PROMPT:
Across the records below, report how many lines include the word "status", stating the number alone.

+++++

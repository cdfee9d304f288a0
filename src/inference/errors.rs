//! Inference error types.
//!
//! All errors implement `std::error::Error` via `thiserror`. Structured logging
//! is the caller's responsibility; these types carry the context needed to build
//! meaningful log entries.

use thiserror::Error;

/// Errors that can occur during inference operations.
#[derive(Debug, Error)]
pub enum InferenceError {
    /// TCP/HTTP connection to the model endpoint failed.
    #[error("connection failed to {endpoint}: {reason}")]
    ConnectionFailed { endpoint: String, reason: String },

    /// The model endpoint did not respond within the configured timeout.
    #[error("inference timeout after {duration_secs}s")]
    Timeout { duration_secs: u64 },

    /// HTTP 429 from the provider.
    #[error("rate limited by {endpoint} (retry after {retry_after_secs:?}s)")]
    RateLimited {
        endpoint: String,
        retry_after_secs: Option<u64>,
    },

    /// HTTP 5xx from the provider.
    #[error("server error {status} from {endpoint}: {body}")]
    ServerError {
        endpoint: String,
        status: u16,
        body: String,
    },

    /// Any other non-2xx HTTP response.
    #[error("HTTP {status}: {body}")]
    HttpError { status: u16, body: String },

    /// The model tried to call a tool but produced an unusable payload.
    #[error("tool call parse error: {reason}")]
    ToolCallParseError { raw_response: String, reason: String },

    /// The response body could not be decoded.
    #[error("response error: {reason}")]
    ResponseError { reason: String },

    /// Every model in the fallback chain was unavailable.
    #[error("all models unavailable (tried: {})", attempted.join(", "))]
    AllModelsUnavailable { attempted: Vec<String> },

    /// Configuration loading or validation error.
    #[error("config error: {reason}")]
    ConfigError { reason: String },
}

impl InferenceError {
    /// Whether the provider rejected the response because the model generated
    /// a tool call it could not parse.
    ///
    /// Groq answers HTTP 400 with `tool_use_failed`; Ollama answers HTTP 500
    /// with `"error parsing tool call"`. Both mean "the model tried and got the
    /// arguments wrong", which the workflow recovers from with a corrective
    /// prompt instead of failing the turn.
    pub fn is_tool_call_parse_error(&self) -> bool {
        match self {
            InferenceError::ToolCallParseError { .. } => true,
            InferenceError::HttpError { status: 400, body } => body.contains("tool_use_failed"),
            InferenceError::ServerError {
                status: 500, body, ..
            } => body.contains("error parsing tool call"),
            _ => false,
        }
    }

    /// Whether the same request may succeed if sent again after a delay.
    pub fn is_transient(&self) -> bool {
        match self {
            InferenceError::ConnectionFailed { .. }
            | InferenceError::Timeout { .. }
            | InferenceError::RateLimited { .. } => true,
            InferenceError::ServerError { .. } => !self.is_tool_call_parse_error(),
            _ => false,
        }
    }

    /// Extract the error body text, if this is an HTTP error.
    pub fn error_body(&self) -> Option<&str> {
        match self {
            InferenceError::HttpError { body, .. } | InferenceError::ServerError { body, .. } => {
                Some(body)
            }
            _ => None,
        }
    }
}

+++++

SOLUTION TO THIS PROBLEM:
6